Pituitary gland receives both central and peripheral neuropeptide Y innervation.

Neuropeptide Y (NPY)-containing neural projections to the rat pituitary gland were studied by combining NPY immunohistochemistry with retrograde tracing with Fluorogold as well as central and peripheral denervations. Numerous pituitary-projecting, i.e. Fluorogold-labelled, neurons in the superior cervical ganglion, as well as in the hypothalamic magnocellular nuclei were NPY-immunoreactive (NPY-IR). In contrast, no other hypothalamic NPY-IR neurons, e.g. in the arcuate nucleus or the preoptic area, were observed to be projecting into the pituitary. Within the posterior lobe of the pituitary gland two morphologically distinct NPY-IR fiber populations were discovered, namely thinner parenchymal terminals, distinct from the neurosecretory terminals, and thicker, perivascular fibers. Neurosecretory nerve terminals, in contrast, were devoid of NPY-IR, being consistent with the previous reports on their sensitivity to osmotic stimulation. On the other hand, the anterior and intermediate lobes contained no NPY-IR fibers.
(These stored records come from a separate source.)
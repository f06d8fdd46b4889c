/// CLI argument definitions via clap derive.
use std::path::PathBuf;

use clap::Parser;

use crate::report::DEFAULT_REPORT_NAME;

/// ratings-report — aggregate product ratings from CSV files into a ranked report.
#[derive(Debug, Parser)]
#[command(
    name = "ratings-report",
    about = "Aggregate product ratings from CSV files into a ranked average-by-brand report",
    version,
    arg_required_else_help = true
)]
pub struct Cli {
    /// Input CSV files to process. A missing file contributes zero rows.
    #[arg(long, value_name = "PATH", num_args = 1.., required = true)]
    pub files: Vec<PathBuf>,

    /// Output report file path (overwritten on every run).
    #[arg(long, value_name = "PATH", default_value = DEFAULT_REPORT_NAME)]
    pub report: PathBuf,

    /// Echo the ranked rows to stdout as JSON instead of a table.
    /// The report file always receives the table.
    #[arg(long)]
    pub json: bool,

    /// Print stage timing to stderr for debugging.
    #[arg(long)]
    pub debug: bool,
}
Bilateral extirpation of the superior cervical ganglion resulted in disappearance of the perivascular NPY-IR fibers leaving the parenchymal NPY-IR fibers unaffected, while transection of the pituitary stalk abolished all of the parenchymal NPY-IR neurons, leaving the perivascular fibers unaffected. These findings together with the observed colocalization of tyrosine hydroxylase and NPY in the posterior lobe perivascular fibers indicated that they are sympathetic nerve endings. The thin parenchymal terminals, instead, are suggested to stem from central sources other than hypothalamus. Our findings indicate that the pituitary gland receives NPY-containing innervation from at least three distinct sources, and NPY may thus affect pituitary functions in various ways, such as blood flow and vasopressin release.